Your goal: Please print every record that follows, keeping each one exactly as it is.

Stored items:
↓

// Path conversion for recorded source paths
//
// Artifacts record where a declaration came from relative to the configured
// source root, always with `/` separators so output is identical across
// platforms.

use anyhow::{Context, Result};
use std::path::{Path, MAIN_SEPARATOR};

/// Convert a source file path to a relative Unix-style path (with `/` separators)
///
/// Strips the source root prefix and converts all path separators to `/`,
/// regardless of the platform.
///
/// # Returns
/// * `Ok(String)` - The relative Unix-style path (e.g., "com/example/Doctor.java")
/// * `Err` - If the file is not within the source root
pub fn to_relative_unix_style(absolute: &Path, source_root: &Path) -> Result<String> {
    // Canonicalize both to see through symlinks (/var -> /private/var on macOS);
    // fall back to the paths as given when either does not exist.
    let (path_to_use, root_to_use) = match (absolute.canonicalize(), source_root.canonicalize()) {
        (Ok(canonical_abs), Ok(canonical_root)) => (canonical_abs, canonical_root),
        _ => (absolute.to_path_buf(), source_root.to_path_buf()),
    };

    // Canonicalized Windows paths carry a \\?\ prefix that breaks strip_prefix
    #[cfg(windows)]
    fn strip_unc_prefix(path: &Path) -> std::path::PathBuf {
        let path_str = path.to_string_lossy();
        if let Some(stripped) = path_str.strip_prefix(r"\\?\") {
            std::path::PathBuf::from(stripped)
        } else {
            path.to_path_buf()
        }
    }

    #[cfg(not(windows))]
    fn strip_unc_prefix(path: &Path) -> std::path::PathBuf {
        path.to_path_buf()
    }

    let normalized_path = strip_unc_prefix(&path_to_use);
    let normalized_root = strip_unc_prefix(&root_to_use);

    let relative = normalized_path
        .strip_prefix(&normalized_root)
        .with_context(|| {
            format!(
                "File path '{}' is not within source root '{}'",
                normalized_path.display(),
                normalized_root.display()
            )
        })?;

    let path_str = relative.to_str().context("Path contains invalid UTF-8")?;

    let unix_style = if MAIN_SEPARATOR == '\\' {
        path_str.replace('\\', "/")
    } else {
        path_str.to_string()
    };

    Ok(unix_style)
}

↑

Response to this exercise:
// Path conversion for recorded source paths
//
// Artifacts record where a declaration came from relative to the configured
// source root, always with `/` separators so output is identical across
// platforms.

use anyhow::{Context, Result};
use std::path::{Path, MAIN_SEPARATOR};

/// Convert a source file path to a relative Unix-style path (with `/` separators)
///
/// Strips the source root prefix and converts all path separators to `/`,
/// regardless of the platform.
///
/// # Returns
/// * `Ok(String)` - The relative Unix-style path (e.g., "com/example/Doctor.java")
/// * `Err` - If the file is not within the source root
pub fn to_relative_unix_style(absolute: &Path, source_root: &Path) -> Result<String> {
    // Canonicalize both to see through symlinks (/var -> /private/var on macOS);
    // fall back to the paths as given when either does not exist.
    let (path_to_use, root_to_use) = match (absolute.canonicalize(), source_root.canonicalize()) {
        (Ok(canonical_abs), Ok(canonical_root)) => (canonical_abs, canonical_root),
        _ => (absolute.to_path_buf(), source_root.to_path_buf()),
    };

    // Canonicalized Windows paths carry a \\?\ prefix that breaks strip_prefix
    #[cfg(windows)]
    fn strip_unc_prefix(path: &Path) -> std::path::PathBuf {
        let path_str = path.to_string_lossy();
        if let Some(stripped) = path_str.strip_prefix(r"\\?\") {
            std::path::PathBuf::from(stripped)
        } else {
            path.to_path_buf()
        }
    }

    #[cfg(not(windows))]
    fn strip_unc_prefix(path: &Path) -> std::path::PathBuf {
        path.to_path_buf()
    }

    let normalized_path = strip_unc_prefix(&path_to_use);
    let normalized_root = strip_unc_prefix(&root_to_use);

    let relative = normalized_path
        .strip_prefix(&normalized_root)
        .with_context(|| {
            format!(
                "File path '{}' is not within source root '{}'",
                normalized_path.display(),
                normalized_root.display()
            )
        })?;

    let path_str = relative.to_str().context("Path contains invalid UTF-8")?;

    let unix_style = if MAIN_SEPARATOR == '\\' {
        path_str.replace('\\', "/")
    } else {
        path_str.to_string()
    };

    Ok(unix_style)
}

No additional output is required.